La discussion

 

 

Tout a commencé dans la cour de récré, après les vacances de la Toussaint.
Djamel a dit que le Père Noël n’existait pas. Laurent a dit que si, plus un gros mot que je ne peux pas répéter.
Ils ont commencé à se battre mais il faisait si froid qu’ils ont vite arrêté. L’œil de Laurent était pourtant poché. Il pleurait. Il le dirait à Georgette, la maîtresse.

 

Il l’a dit quand on a enlevé nos grosses parkas d’hiver et fait sécher nos bonnets sur les radiateurs.

 

Djamel a traité Laurent, en douce, pour que Georgette n’entende pas.
Mais notre maîtresse a des oreilles dans le dos.
Elle s’est retournée avec des yeux-laser.

 

Djamel s’est senti riquiqui.
Nous aussi.

 

 

Georgette a pris sa voix de tonnerre :
— Bon, qu’on en finisse une bonne fois pour toutes avec le Père Noël.

 

On s’est tous regardés.
Est-ce que ça voulait dire qu’elle allait le faire disparaître ?

 

Djamel a levé la main. Il lui a dit poliment que c’était pas possible de tuer quelqu’un qui n’existait pas…
Et la dispute a recommencé.
— Si, il existe ! a hurlé Laurent. La preuve, c’est que je l’ai vu à la télé !
Si ça c’est pas une preuve ! Et moi qui ne croyais plus au Père Noël – mais quand même… – j’ai eu des doutes.

 

Georgette a dit qu’il fallait être tolérant et respecter les croyances des autres, comme ceux qui mangent du porc et ceux qui n’en mangent pas.
Laurent a proposé qu’on vote et qu’on se rallierait à la majorité, comme chaque fois pour les affaires importantes de la classe.
Georgette a répondu qu’on ne votait pas pour n’importe quoi.
— C’est comme si vous vouliez voter pour savoir si les animaux parlent !
— Bien sûr qu’ils parlent, a dit Audrey, outrée. Moi, j’ai un chien et il comprend tout ce que je dis.

 

Pour obtenir le silence sans se mettre en colère, Georgette a cédé (c’était la première fois).
On a voté. On a dépouillé dans le silence absolu. À la fin, avec les bulletins blancs, on n’était pas plus avancés : on s’est retrouvés match nul.

 

 

Pour nous départager et pour que la discussion soit enfin sérieuse, Georgette a dit :
— Ce soir, vous demanderez à vos parents ce qu’ils en pensent.
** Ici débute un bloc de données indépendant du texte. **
use chrono::{DateTime, Utc};
use serde::{Deserialize, Serialize};
use tracing::debug;

use crate::errors::AppError;
use crate::interpret::formatter::{format_blocks, DisplayBlock};
use crate::interpret::{InterpretedReply, ReplyMode};
use crate::llm_client::{CareerQuery, ChatBackend, ChatRequest, HistoryPart, HistoryTurn};

pub const DEFAULT_CATEGORY: &str = "general";

#[derive(Debug, Clone, Copy, PartialEq, Eq, Serialize)]
pub struct CareerCategory {
    pub id: &'static str,
    pub label: &'static str,
}

pub static CATEGORIES: [CareerCategory; 8] = [
    CareerCategory {
        id: "general",
        label: "General Career Guidance",
    },
    CareerCategory {
        id: "skills",
        label: "Skills Development",
    },
    CareerCategory {
        id: "transition",
        label: "Career Transition",
    },
    CareerCategory {
        id: "interview",
        label: "Interview Preparation",
    },
    CareerCategory {
        id: "salary",
        label: "Salary & Negotiation",
    },
    CareerCategory {
        id: "networking",
        label: "Professional Networking",
    },
    CareerCategory {
        id: "industry",
        label: "Industry Insights",
    },
    CareerCategory {
        id: "education",
        label: "Education & Certifications",
    },
];

/// A canned opening question the chat offers before the first message.
#[derive(Debug, Clone, Copy, PartialEq, Eq, Serialize)]
pub struct QuickStart {
    pub category: &'static str,
    pub title: &'static str,
    pub question: &'static str,
}

pub static QUICK_STARTS: [QuickStart; 4] = [
    QuickStart {
        category: "general",
        title: "Complete Career Assessment",
        question: "I need comprehensive career guidance. Can you help me explore my options \
            and create a career development plan?",
    },
    QuickStart {
        category: "skills",
        title: "Skills Development Roadmap",
        question: "What are the most in-demand skills in 2024, and how can I develop them \
            to advance my career?",
    },
    QuickStart {
        category: "transition",
        title: "Career Change Strategy",
        question: "I want to change careers but don't know where to start. Can you provide \
            a detailed transition strategy?",
    },
    QuickStart {
        category: "salary",
        title: "Salary Optimization Guide",
        question: "How can I research salary ranges for my role and negotiate better \
            compensation?",
    },
];

pub fn find_category(id: &str) -> Option<&'static CareerCategory> {
    CATEGORIES.iter().find(|c| c.id == id)
}

#[derive(Debug, Clone, Copy, PartialEq, Eq, Serialize, Deserialize)]
#[serde(rename_all = "lowercase")]
pub enum Sender {
    User,
    Ai,
}

#[derive(Debug, Clone, PartialEq, Serialize, Deserialize)]
pub struct ChatMessage {
    pub sender: Sender,
    pub text: String,
    #[serde(default = "Utc::now")]
    pub timestamp: DateTime<Utc>,
    #[serde(default, skip_serializing_if = "Option::is_none")]
    pub category: Option<String>,
}

impl ChatMessage {
    pub fn user(text: impl Into<String>) -> Self {
        Self::new(Sender::User, text.into())
    }

    pub fn ai(text: impl Into<String>) -> Self {
        Self::new(Sender::Ai, text.into())
    }

    fn new(sender: Sender, text: String) -> Self {
        Self {
            sender,
            text,
            timestamp: Utc::now(),
            category: None,
        }
    }

    pub fn with_category(mut self, category: Option<String>) -> Self {
        self.category = category;
        self
    }

    /// Backend history turn. The backend calls the assistant "model".
    pub fn to_history_turn(&self) -> HistoryTurn {
        let role = match self.sender {
            Sender::User => "user",
            Sender::Ai => "model",
        };
        HistoryTurn {
            role: role.to_string(),
            parts: vec![HistoryPart {
                text: self.text.clone(),
            }],
        }
    }
}

/// Coach system prompt focused on the category's label; unknown ids fall back
/// to general advice.
pub fn coach_system_prompt(category: Option<&str>) -> String {
    let focus = category
        .and_then(find_category)
        .map(|c| c.label)
        .unwrap_or("general career advice");
    crate::career::prompts::coach_system(focus)
}

#[derive(Debug, Clone, Deserialize)]
pub struct ChatTurnRequest {
    pub message: String,
    #[serde(default)]
    pub category: Option<String>,
    #[serde(default)]
    pub history: Vec<ChatMessage>,
}

#[derive(Debug, Clone, Serialize)]
pub struct ChatTurnResponse {
    pub reply: ChatMessage,
    pub blocks: Vec<DisplayBlock>,
}

/// Sends one coach turn. Signed-in users go through the profile-aware endpoint;
/// anonymous users send their history along with a coach system prompt.
pub async fn send_chat_turn(
    chat: &dyn ChatBackend,
    bearer: Option<&str>,
    request: &ChatTurnRequest,
    max_chars: usize,
) -> Result<ChatTurnResponse, AppError> {
    let message = request.message.trim();
    if message.is_empty() {
        return Err(AppError::Validation("message cannot be empty".to_string()));
    }

    let category = request.category.as_deref();
    let category = category.filter(|c| !c.trim().is_empty());

    let (reply, category) = match bearer {
        Some(token) => {
            let query = CareerQuery {
                query: message.to_string(),
                category: category.unwrap_or(DEFAULT_CATEGORY).to_string(),
            };
            let reply = chat.career_query(&query, token).await?;
            let category = reply.category.clone().or(Some(query.category));
            (reply, category)
        }
        None => {
            let chat_request = ChatRequest {
                message: message.to_string(),
                history: request
                    .history
                    .iter()
                    .map(ChatMessage::to_history_turn)
                    .collect(),
                system_prompt: Some(coach_system_prompt(category)),
                expect_json: false,
            };
            let reply = chat.chat(&chat_request).await?;
            (reply, category.map(str::to_string))
        }
    };

    let text = match reply.interpret(ReplyMode::Prose, max_chars) {
        InterpretedReply::Prose(text) => text,
        _ => return Err(AppError::EmptyReply),
    };

    let blocks = format_blocks(&text);
    debug!(
        blocks = blocks.len(),
        authenticated = bearer.is_some(),
        "Coach reply formatted"
    );

    Ok(ChatTurnResponse {
        reply: ChatMessage::ai(text).with_category(category),
        blocks,
    })
}

#[cfg(test)]
mod tests {
    use super::*;
    use crate::interpret::extractor::DEFAULT_MAX_CANDIDATE_CHARS;
    use crate::llm_client::ChatReply;
    use crate::test_support::StubChat;

    const MAX: usize = DEFAULT_MAX_CANDIDATE_CHARS;

    fn turn(message: &str, category: Option<&str>) -> ChatTurnRequest {
        ChatTurnRequest {
            message: message.to_string(),
            category: category.map(str::to_string),
            history: vec![
                ChatMessage::user("How do I start?"),
                ChatMessage::ai("Pick a direction."),
            ],
        }
    }

    fn prose(text: &str) -> StubChat {
        StubChat::replying(ChatReply {
            response: text.to_string(),
            ..Default::default()
        })
    }

    #[test]
    fn test_eight_categories_with_unique_ids() {
        let mut ids: Vec<_> = CATEGORIES.iter().map(|c| c.id).collect();
        ids.sort_unstable();
        ids.dedup();
        assert_eq!(ids.len(), 8);
        let salary = find_category("salary").unwrap();
        assert_eq!(salary.label, "Salary & Negotiation");
        assert!(find_category("astrology").is_none());
    }

    #[test]
    fn test_quick_starts_use_known_categories() {
        assert_eq!(QUICK_STARTS.len(), 4);
        for quick_start in &QUICK_STARTS {
            assert!(find_category(quick_start.category).is_some());
            assert!(quick_start.question.ends_with('?'));
            assert!(!quick_start.question.contains("  "));
        }
    }

    #[test]
    fn test_history_turn_roles() {
        assert_eq!(ChatMessage::user("q").to_history_turn().role, "user");
        let turn = ChatMessage::ai("a").to_history_turn();
        assert_eq!(turn.role, "model");
        assert_eq!(turn.parts[0].text, "a");
    }

    #[test]
    fn test_coach_prompt_uses_label_or_default() {
        let focused = coach_system_prompt(Some("interview"));
        assert!(focused.contains("Focus on: Interview Preparation."));

        let general = "Focus on: general career advice.";
        assert!(coach_system_prompt(Some("unknown")).contains(general));
        assert!(coach_system_prompt(None).contains(general));
    }

    #[test]
    fn test_message_deserializes_without_timestamp() {
        let msg: ChatMessage = serde_json::from_str(r#"{"sender":"ai","text":"hi"}"#).unwrap();
        assert_eq!(msg.sender, Sender::Ai);
        assert!(msg.category.is_none());
    }

    #[tokio::test]
    async fn test_anonymous_turn_sends_history_and_system_prompt() {
        let chat = prose("## Plan\n- Learn **SQL**");

        let request = turn("Next steps?", Some("skills"));
        let response = send_chat_turn(&chat, None, &request, MAX).await.unwrap();

        let sent = chat.last_request().unwrap();
        assert_eq!(sent.history.len(), 2);
        assert_eq!(sent.history[1].role, "model");
        assert!(sent.system_prompt.unwrap().contains("Skills Development"));
        assert!(chat.last_query().is_none());

        assert_eq!(response.reply.sender, Sender::Ai);
        assert_eq!(response.reply.category.as_deref(), Some("skills"));
        assert_eq!(
            response.blocks,
            vec![
                DisplayBlock::Header {
                    text: "Plan".into(),
                    level: 2,
                },
                DisplayBlock::Bullet {
                    text: "Learn SQL".into(),
                },
            ]
        );
    }

    #[tokio::test]
    async fn test_signed_in_turn_uses_career_query() {
        let chat = StubChat::replying(ChatReply {
            response: "Negotiate with data.".to_string(),
            category: Some("salary".to_string()),
            ..Default::default()
        });

        let request = turn("Raise?", None);
        let response = send_chat_turn(&chat, Some("tok"), &request, MAX)
            .await
            .unwrap();

        let (query, token) = chat.last_query().unwrap();
        assert_eq!(query.category, DEFAULT_CATEGORY);
        assert_eq!(query.query, "Raise?");
        assert_eq!(token, "tok");
        assert!(chat.last_request().is_none());
        assert_eq!(response.reply.category.as_deref(), Some("salary"));
    }

    #[tokio::test]
    async fn test_empty_message_rejected() {
        let chat = prose("unused");
        let err = send_chat_turn(&chat, None, &turn("   ", None), MAX)
            .await
            .unwrap_err();
        assert!(matches!(err, AppError::Validation(_)));
        assert!(chat.last_request().is_none());
    }

    #[tokio::test]
    async fn test_blank_reply_is_empty_reply_error() {
        let chat = prose("  \n ");
        let err = send_chat_turn(&chat, None, &turn("Hello", None), MAX)
            .await
            .unwrap_err();
        assert!(matches!(err, AppError::EmptyReply));
    }
}
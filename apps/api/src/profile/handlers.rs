//! Axum route handlers for the Profile API.

use axum::{
    extract::{Path, State},
    Json,
};
use serde::Serialize;
use tracing::info;

use crate::errors::AppError;
use crate::profile::models::{profile_options, ProfileForm, ProfileOptions, StoredProfile};
use crate::profile::validation::{validate_all, validate_step, FieldErrors, ProfileStep};
use crate::state::AppState;

#[derive(Debug, Serialize)]
pub struct StepValidationResponse {
    pub step: ProfileStep,
    pub label: &'static str,
    pub valid: bool,
    pub errors: FieldErrors,
}

/// GET /api/v1/profile
pub async fn handle_get_profile(
    State(state): State<AppState>,
) -> Result<Json<StoredProfile>, AppError> {
    let token = state.session.bearer().await.ok_or(AppError::Unauthorized)?;
    let stored = state.profiles.fetch(&token).await?;
    Ok(Json(stored))
}

/// POST /api/v1/profile
///
/// Validates every step before anything is sent to the backend.
pub async fn handle_save_profile(
    State(state): State<AppState>,
    Json(form): Json<ProfileForm>,
) -> Result<Json<StoredProfile>, AppError> {
    let token = state.session.bearer().await.ok_or(AppError::Unauthorized)?;

    let errors = validate_all(&form);
    if !errors.is_empty() {
        return Err(AppError::FieldErrors(errors));
    }

    state.profiles.save(&token, &form).await?;
    info!("Profile saved");

    Ok(Json(StoredProfile {
        profile: Some(form),
        profile_complete: true,
    }))
}

/// POST /api/v1/profile/validate/:step
pub async fn handle_validate_step(
    Path(step): Path<usize>,
    Json(form): Json<ProfileForm>,
) -> Result<Json<StepValidationResponse>, AppError> {
    let step = ProfileStep::from_index(step)
        .ok_or_else(|| AppError::Validation(format!("unknown form step {step}")))?;
    let errors = validate_step(&form, step);

    Ok(Json(StepValidationResponse {
        step,
        label: step.label(),
        valid: errors.is_empty(),
        errors,
    }))
}

/// GET /api/v1/profile/options
pub async fn handle_profile_options() -> Json<ProfileOptions> {
    Json(profile_options())
}
// Profile intake: the four-step form, its validation, and remote storage.

pub mod handlers;
pub mod models;
pub mod store;
pub mod validation;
Vous chercherez des documents sur les différentes fêtes religieuses et demain, on en reparlera.

 

Le lendemain : quelle discussion !
Georgette a tapé du poing sur la table.
Elle allait tout expliquer mais d’abord elle voulait connaître le fruit de nos recherches.

 

Oumar, Abdel et Fatoumata ont dit que chez les musulmans, Noël ça ne se faisait pas mais qu’ils avaient des cadeaux et de l’argent pour l’Achoura.
Yenkel, qui est juif, a dit que son Noël s’appelait Hanouka et que ses cadeaux, il les avait déjà…

 

On aurait commencé la guerre des religions et ça aurait pu durer cent ans si notre maîtresse n’était pas intervenue !
Elle a encore dit qu’il fallait absolument respecter les croyances des autres et elle a fait des dessins et des flèches au tableau, pour expliquer les religions.
Les musulmans : une mosquée. Les juifs : une synagogue. Les catholiques : une église. Les bouddhistes : un temple.

 

 

— Et les riens-du-tout ? a demandé Florian.
Georgette a dit qu’on les appelait « athées ».
Dragan a demandé encore à quoi ils croyaient, les extraterrestres, parce que la vie dans les autres mondes ça existait…
Georgette ne savait pas quoi répondre, c’était compliqué…
Tout s’est mélangé … et nous, avec tous les documents qu’on avait apportés, on est restés bouche bée.

 

— Et le Père Noël dans tout ça, alors, il existe ou il existe pas ? a demandé Laurent. Moi, mes parents, ils ont rien voulu me dire sur rien. Juste que Noël, c’était une affaire de gros sous. Ça veut dire quoi ?

 

 

Georgette a soupiré. Elle a tapé dans ses mains.
— On reprendra cette discussion plus tard.
Ensuite, elle a demandé à Djamel de réciter la table des deux…
Et à Laurent de continuer.

 

 

Tout est redevenu normal.
Ils se sont regardés, embêtés. Il n’y avait plus de discussion possible.
 

 

 

 

 
 
Claude Gutman ; Serge Bloch
La discussion
Paris, Casterman, 1999
(Adaptation)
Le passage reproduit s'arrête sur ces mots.